# WHAT IS NEEDED:
Find the lines of the material below that include the string "General", then copy each one.
※ ※ ※
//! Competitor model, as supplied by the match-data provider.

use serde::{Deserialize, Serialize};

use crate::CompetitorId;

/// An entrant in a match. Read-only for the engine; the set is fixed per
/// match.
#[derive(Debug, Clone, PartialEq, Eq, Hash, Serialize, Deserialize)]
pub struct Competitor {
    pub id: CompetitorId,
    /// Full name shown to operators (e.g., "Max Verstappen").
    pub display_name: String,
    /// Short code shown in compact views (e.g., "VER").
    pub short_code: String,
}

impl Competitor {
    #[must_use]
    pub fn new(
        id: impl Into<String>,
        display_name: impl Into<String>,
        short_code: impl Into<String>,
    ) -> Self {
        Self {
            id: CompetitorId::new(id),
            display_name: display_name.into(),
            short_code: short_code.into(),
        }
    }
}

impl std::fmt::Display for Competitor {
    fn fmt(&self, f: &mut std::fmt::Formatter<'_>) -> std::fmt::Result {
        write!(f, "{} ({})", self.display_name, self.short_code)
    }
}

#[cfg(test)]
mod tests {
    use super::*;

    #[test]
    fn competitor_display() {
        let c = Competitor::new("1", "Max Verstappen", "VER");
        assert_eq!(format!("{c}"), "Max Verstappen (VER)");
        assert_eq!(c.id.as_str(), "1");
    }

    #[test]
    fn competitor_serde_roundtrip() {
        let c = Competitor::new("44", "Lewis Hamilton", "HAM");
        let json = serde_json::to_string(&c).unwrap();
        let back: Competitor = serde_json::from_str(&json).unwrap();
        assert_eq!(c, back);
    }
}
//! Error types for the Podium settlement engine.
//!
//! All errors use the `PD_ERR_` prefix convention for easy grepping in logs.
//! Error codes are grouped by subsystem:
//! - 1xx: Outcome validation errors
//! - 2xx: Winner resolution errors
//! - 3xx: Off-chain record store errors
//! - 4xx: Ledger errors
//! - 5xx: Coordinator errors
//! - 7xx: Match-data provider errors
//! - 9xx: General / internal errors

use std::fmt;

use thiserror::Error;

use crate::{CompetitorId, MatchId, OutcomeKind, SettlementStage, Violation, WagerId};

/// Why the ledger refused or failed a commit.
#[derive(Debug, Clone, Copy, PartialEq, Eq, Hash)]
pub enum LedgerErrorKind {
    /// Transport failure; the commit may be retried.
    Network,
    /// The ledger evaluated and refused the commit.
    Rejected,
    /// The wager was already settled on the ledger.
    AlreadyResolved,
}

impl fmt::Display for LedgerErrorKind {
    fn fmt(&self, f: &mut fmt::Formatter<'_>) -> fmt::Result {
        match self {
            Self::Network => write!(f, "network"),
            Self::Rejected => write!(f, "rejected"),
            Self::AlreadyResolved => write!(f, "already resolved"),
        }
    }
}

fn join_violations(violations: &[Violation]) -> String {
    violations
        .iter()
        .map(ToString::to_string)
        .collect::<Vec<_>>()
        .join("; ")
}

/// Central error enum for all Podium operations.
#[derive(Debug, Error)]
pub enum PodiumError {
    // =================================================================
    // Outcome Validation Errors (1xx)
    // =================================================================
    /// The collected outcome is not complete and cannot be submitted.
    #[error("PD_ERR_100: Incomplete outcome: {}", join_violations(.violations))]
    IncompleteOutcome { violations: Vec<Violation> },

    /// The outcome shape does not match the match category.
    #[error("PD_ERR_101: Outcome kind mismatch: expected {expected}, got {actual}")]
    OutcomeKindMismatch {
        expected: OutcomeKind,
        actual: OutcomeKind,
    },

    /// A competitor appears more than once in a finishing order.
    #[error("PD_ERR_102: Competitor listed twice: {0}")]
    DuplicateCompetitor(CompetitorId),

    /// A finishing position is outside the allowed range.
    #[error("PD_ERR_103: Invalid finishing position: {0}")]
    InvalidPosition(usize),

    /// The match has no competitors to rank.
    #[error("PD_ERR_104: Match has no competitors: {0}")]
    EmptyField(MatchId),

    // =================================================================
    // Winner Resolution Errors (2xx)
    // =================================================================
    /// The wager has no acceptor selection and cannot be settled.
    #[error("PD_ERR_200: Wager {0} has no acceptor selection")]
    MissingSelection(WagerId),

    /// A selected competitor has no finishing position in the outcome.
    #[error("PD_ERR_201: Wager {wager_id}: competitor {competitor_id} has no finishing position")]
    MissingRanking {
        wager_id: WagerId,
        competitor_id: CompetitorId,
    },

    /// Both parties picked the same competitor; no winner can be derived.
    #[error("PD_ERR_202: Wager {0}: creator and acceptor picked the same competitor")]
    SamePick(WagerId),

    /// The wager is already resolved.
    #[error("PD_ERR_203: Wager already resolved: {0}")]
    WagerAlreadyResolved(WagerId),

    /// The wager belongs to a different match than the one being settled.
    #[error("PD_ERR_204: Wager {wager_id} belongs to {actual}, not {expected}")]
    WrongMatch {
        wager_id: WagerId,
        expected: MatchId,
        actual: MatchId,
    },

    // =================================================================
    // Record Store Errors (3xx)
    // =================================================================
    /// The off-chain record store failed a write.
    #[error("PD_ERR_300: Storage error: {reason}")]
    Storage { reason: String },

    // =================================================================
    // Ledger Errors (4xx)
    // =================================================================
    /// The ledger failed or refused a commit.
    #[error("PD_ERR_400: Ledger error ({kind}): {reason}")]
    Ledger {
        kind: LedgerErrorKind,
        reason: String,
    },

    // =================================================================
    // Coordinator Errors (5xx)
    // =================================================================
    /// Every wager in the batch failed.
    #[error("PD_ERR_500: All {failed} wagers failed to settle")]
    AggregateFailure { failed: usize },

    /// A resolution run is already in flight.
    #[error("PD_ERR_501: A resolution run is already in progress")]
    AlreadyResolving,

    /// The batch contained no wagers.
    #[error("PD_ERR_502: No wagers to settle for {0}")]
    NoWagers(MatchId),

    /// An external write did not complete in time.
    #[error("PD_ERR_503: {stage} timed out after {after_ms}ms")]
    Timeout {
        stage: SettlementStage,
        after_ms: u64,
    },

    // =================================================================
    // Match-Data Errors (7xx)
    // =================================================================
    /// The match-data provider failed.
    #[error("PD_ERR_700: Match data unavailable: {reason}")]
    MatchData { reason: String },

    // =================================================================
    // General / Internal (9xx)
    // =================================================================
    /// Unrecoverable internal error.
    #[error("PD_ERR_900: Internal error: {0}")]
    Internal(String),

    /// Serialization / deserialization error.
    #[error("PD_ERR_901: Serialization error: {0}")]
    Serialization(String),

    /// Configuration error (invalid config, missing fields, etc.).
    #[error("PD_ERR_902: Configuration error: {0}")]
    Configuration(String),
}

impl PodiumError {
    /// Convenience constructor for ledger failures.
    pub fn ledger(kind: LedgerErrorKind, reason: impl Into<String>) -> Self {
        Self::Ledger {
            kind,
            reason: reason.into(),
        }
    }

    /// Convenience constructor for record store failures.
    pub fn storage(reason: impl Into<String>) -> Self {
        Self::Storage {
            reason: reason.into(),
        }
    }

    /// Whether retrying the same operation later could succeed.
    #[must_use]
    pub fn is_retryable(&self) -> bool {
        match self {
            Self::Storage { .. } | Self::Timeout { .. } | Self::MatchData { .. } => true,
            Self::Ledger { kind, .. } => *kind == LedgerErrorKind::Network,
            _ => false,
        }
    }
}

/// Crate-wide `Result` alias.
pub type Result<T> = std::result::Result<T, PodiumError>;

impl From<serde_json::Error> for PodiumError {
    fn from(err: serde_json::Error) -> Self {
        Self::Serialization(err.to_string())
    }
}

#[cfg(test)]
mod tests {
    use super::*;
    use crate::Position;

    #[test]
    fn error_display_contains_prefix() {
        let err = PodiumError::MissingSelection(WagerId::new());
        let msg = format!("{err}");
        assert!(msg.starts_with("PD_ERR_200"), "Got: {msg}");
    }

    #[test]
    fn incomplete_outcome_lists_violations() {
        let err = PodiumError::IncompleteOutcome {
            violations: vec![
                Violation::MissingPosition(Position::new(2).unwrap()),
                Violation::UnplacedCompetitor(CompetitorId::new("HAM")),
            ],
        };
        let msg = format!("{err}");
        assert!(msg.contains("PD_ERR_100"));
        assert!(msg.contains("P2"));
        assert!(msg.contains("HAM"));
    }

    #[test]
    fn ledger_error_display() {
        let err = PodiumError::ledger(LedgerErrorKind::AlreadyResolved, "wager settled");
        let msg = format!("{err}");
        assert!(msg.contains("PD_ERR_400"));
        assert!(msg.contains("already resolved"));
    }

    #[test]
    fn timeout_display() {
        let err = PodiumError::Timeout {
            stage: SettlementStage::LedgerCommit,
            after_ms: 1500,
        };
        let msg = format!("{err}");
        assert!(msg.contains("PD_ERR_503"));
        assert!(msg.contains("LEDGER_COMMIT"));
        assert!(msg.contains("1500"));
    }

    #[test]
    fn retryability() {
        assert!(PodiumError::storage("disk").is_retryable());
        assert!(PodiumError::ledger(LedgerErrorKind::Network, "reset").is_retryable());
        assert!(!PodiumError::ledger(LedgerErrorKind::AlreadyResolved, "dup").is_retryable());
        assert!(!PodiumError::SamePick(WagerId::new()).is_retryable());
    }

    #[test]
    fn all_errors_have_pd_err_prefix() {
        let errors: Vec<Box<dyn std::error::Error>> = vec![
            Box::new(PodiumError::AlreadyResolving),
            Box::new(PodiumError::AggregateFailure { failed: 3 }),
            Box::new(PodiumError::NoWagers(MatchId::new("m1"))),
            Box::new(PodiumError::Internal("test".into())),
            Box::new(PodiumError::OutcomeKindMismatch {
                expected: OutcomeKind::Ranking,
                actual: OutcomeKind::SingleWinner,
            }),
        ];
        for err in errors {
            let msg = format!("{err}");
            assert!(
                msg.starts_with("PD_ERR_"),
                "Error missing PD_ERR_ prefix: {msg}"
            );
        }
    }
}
※ ※ ※
# TASK RESULT:
//! - 9xx: General / internal errors
    // General / Internal (9xx)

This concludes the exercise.